▸ Exercise requirements
Work out how many lines below contain "their". Provide only the figure.

-- Stored data follows --

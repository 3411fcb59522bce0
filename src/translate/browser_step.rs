//! `browser_step` blocks and their type-dependent parameters.

use serde_json::{json, Map, Value};

use super::keys::{step_params, to_model_key};
use super::prior;
use super::value::{convert_to_string, parse_int};
use super::warning;
use crate::model::BrowserStep;
use crate::schema::Diagnostic;
use crate::state::{
    BrowserStepConfig, LocatorValueConfig, StepParamsConfig, StepVariableConfig, UserLocatorConfig,
};
use crate::variant::{Rule, RuleTable};

/// Parameters carried as JSON text in configuration.
const JSON_PARAMS: &[&str] = &["element", "email", "file", "files", "request"];

const USER_LOCATOR_KEY: &str = "userLocator";

/// How a user locator value is interpreted.
#[derive(Debug, Clone, Copy, PartialEq, Eq)]
pub enum LocatorKind {
    /// A CSS selector.
    Css,
    /// An XPath expression.
    XPath,
}

/// User locator variant, keyed by the locator `type`.
pub static LOCATOR_RULES: RuleTable<str, LocatorKind> = RuleTable::new(
    "element locator",
    &[
        Rule {
            name: "css",
            matches: |t| t == "css",
            kind: LocatorKind::Css,
        },
        Rule {
            name: "xpath",
            matches: |t| t == "xpath",
            kind: LocatorKind::XPath,
        },
    ],
);

pub(crate) fn build_browser_steps(
    steps: &[BrowserStepConfig],
    diagnostics: &mut Vec<Diagnostic>,
) -> Vec<BrowserStep> {
    steps
        .iter()
        .enumerate()
        .map(|(index, step)| {
            let attribute = format!("browser_step.{}", index);
            let params = step.params.clone().unwrap_or_default();
            BrowserStep {
                allow_failure: Some(step.allow_failure),
                is_critical: Some(step.is_critical),
                name: step.name.clone(),
                no_screenshot: Some(step.no_screenshot),
                params: build_params(&step.step_type, &params, &attribute, diagnostics),
                timeout: Some(step.timeout),
                step_type: step.step_type.clone(),
            }
        })
        .collect()
}

/// Only the keys the step type accepts are sent, under their model names.
fn build_params(
    step_type: &str,
    params: &StepParamsConfig,
    attribute: &str,
    diagnostics: &mut Vec<Diagnostic>,
) -> Map<String, Value> {
    let mut built = Map::new();
    let Some(keys) = step_params(step_type) else {
        unknown_step_type(step_type, attribute, diagnostics);
        return built;
    };
    let params_attribute = format!("{}.params.0", attribute);

    for &key in keys {
        let key_attribute = format!("{}.{}", params_attribute, key);
        let value = match key {
            "attribute" => text(&params.attribute),
            "check" => text(&params.check),
            "click_type" => text(&params.click_type),
            "code" => text(&params.code),
            "subtest_public_id" => text(&params.subtest_public_id),
            "value" if step_type == "wait" => {
                parse_int(&params.value, &key_attribute).map(Value::from)
            }
            "value" => text(&params.value),
            "playing_tab_id" if params.playing_tab_id.is_empty() => None,
            "playing_tab_id" => parse_int(&params.playing_tab_id, &key_attribute).map(Value::from),
            "delay" => Some(Value::from(params.delay)),
            "x" => Some(Value::from(params.x)),
            "y" => Some(Value::from(params.y)),
            "with_click" => Some(Value::from(params.with_click)),
            "modifiers" => Some(Value::from(params.modifiers.clone())),
            "variable" => params.variable.as_ref().map(|variable| {
                json!({"name": variable.name, "example": variable.example})
            }),
            "element" => build_element(params, &params_attribute, diagnostics),
            "email" => parse_json(&params.email, &key_attribute, diagnostics),
            "file" => parse_json(&params.file, &key_attribute, diagnostics),
            "files" => parse_json(&params.files, &key_attribute, diagnostics),
            "request" => parse_json(&params.request, &key_attribute, diagnostics),
            _ => None,
        };
        if let Some(value) = value {
            built.insert(to_model_key(key).to_string(), value);
        }
    }
    built
}

fn text(value: &str) -> Option<Value> {
    (!value.is_empty()).then(|| Value::from(value))
}

/// Empty text is unset; malformed JSON is dropped with a warning.
fn parse_json(raw: &str, attribute: &str, diagnostics: &mut Vec<Diagnostic>) -> Option<Value> {
    if raw.is_empty() {
        return None;
    }
    match serde_json::from_str(raw) {
        Ok(value) => Some(value),
        Err(err) => {
            warning(
                diagnostics,
                attribute,
                "Invalid JSON parameter",
                format!("the value is not valid JSON and is not sent: {}", err),
            );
            None
        }
    }
}

/// The element JSON with the user locator merged in as `userLocator`.
fn build_element(
    params: &StepParamsConfig,
    attribute: &str,
    diagnostics: &mut Vec<Diagnostic>,
) -> Option<Value> {
    let element_attribute = format!("{}.element", attribute);
    let element = parse_json(&params.element, &element_attribute, diagnostics);

    let locator_attribute = format!("{}.element_user_locator.0", attribute);
    let locator = params.element_user_locator.as_ref().and_then(|locator| {
        let value = locator.value.clone().unwrap_or_default();
        LOCATOR_RULES.resolve(
            value.locator_type.as_str(),
            &value.locator_type,
            &locator_attribute,
            diagnostics,
        )?;
        Some(json!({
            "failTestOnCannotLocate": locator.fail_test_on_cannot_locate,
            "values": [{"type": value.locator_type, "value": value.value}],
        }))
    });
    let Some(locator) = locator else {
        return element;
    };

    match element {
        None => {
            let mut object = Map::new();
            object.insert(USER_LOCATOR_KEY.to_string(), locator);
            Some(Value::Object(object))
        }
        Some(Value::Object(mut object)) => {
            object.insert(USER_LOCATOR_KEY.to_string(), locator);
            Some(Value::Object(object))
        }
        Some(other) => {
            warning(
                diagnostics,
                &locator_attribute,
                "Ignored element locator",
                "the element is not a JSON object, so the locator cannot be attached",
            );
            Some(other)
        }
    }
}

fn unknown_step_type(step_type: &str, attribute: &str, diagnostics: &mut Vec<Diagnostic>) {
    warning(
        diagnostics,
        attribute,
        "Unrecognized browser step type",
        format!("\"{}\" has no known parameters; none are sent", step_type),
    );
}

pub(crate) fn flatten_browser_steps(
    steps: &[BrowserStep],
    prior: &[BrowserStepConfig],
    diagnostics: &mut Vec<Diagnostic>,
) -> Vec<BrowserStepConfig> {
    steps
        .iter()
        .enumerate()
        .map(|(index, step)| {
            let attribute = format!("browser_step.{}", index);
            let old = prior::find(prior, index, &step.name);
            let old_params = old.and_then(|o| o.params.as_ref());
            let force_element_update = old.is_some_and(|o| o.force_element_update);
            BrowserStepConfig {
                name: step.name.clone(),
                step_type: step.step_type.clone(),
                allow_failure: step.allow_failure.unwrap_or_default(),
                is_critical: step.is_critical.unwrap_or_default(),
                timeout: step.timeout.unwrap_or_default(),
                force_element_update,
                no_screenshot: step.no_screenshot.unwrap_or_default(),
                params: Some(flatten_params(
                    step,
                    old_params,
                    force_element_update,
                    &attribute,
                    diagnostics,
                )),
            }
        })
        .collect()
}

/// The server rewrites elements, so a non-empty prior element is kept unless
/// `force_element_update` asks for the server's element to be read back.
fn flatten_params(
    step: &BrowserStep,
    prior: Option<&StepParamsConfig>,
    force_element_update: bool,
    attribute: &str,
    diagnostics: &mut Vec<Diagnostic>,
) -> StepParamsConfig {
    let mut params = StepParamsConfig::default();
    let Some(keys) = step_params(&step.step_type) else {
        unknown_step_type(&step.step_type, attribute, diagnostics);
        return params;
    };
    let prior = prior.cloned().unwrap_or_default();

    for &key in keys {
        let Some(value) = step.params.get(to_model_key(key)) else {
            continue;
        };
        match key {
            "attribute" => params.attribute = convert_to_string(value),
            "check" => params.check = convert_to_string(value),
            "click_type" => params.click_type = convert_to_string(value),
            "code" => params.code = convert_to_string(value),
            "subtest_public_id" => params.subtest_public_id = convert_to_string(value),
            "value" => params.value = convert_to_string(value),
            "playing_tab_id" => params.playing_tab_id = convert_to_string(value),
            "delay" => params.delay = value.as_i64().unwrap_or_default(),
            "x" => params.x = value.as_i64().unwrap_or_default(),
            "y" => params.y = value.as_i64().unwrap_or_default(),
            "with_click" => params.with_click = value.as_bool().unwrap_or_default(),
            "modifiers" => {
                params.modifiers = value
                    .as_array()
                    .into_iter()
                    .flatten()
                    .map(convert_to_string)
                    .collect()
            }
            "variable" => {
                params.variable = Some(StepVariableConfig {
                    name: value.get("name").map(convert_to_string).unwrap_or_default(),
                    example: value.get("example").map(convert_to_string).unwrap_or_default(),
                })
            }
            "element" => {
                let (element, locator) = split_element(value);
                params.element = if prior.element.is_empty() || force_element_update {
                    element
                } else {
                    prior.element.clone()
                };
                params.element_user_locator = locator;
            }
            "email" => params.email = json_text(value, &prior.email),
            "file" => params.file = json_text(value, &prior.file),
            "files" => params.files = json_text(value, &prior.files),
            "request" => params.request = json_text(value, &prior.request),
            _ => {}
        }
    }
    params
}

/// The element text without its user locator, and the locator block.
fn split_element(value: &Value) -> (String, Option<UserLocatorConfig>) {
    let mut element = value.clone();
    let locator = element
        .as_object_mut()
        .and_then(|object| object.remove(USER_LOCATOR_KEY))
        .map(|locator| UserLocatorConfig {
            fail_test_on_cannot_locate: locator
                .get("failTestOnCannotLocate")
                .and_then(Value::as_bool)
                .unwrap_or_default(),
            value: locator
                .get("values")
                .and_then(|values| values.get(0))
                .map(|first| LocatorValueConfig {
                    locator_type: first.get("type").map(convert_to_string).unwrap_or_default(),
                    value: first.get("value").map(convert_to_string).unwrap_or_default(),
                }),
        });

    let text = match &element {
        Value::Object(object) if object.is_empty() => String::new(),
        other => other.to_string(),
    };
    (text, locator)
}

/// Server JSON as text, keeping the prior spelling when it is the same value.
fn json_text(value: &Value, prior: &str) -> String {
    let unchanged = !prior.is_empty()
        && serde_json::from_str::<Value>(prior).is_ok_and(|parsed| &parsed == value);
    if unchanged {
        prior.to_string()
    } else {
        value.to_string()
    }
}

-- Stored data concluded --

▸ Answer to the exercise
2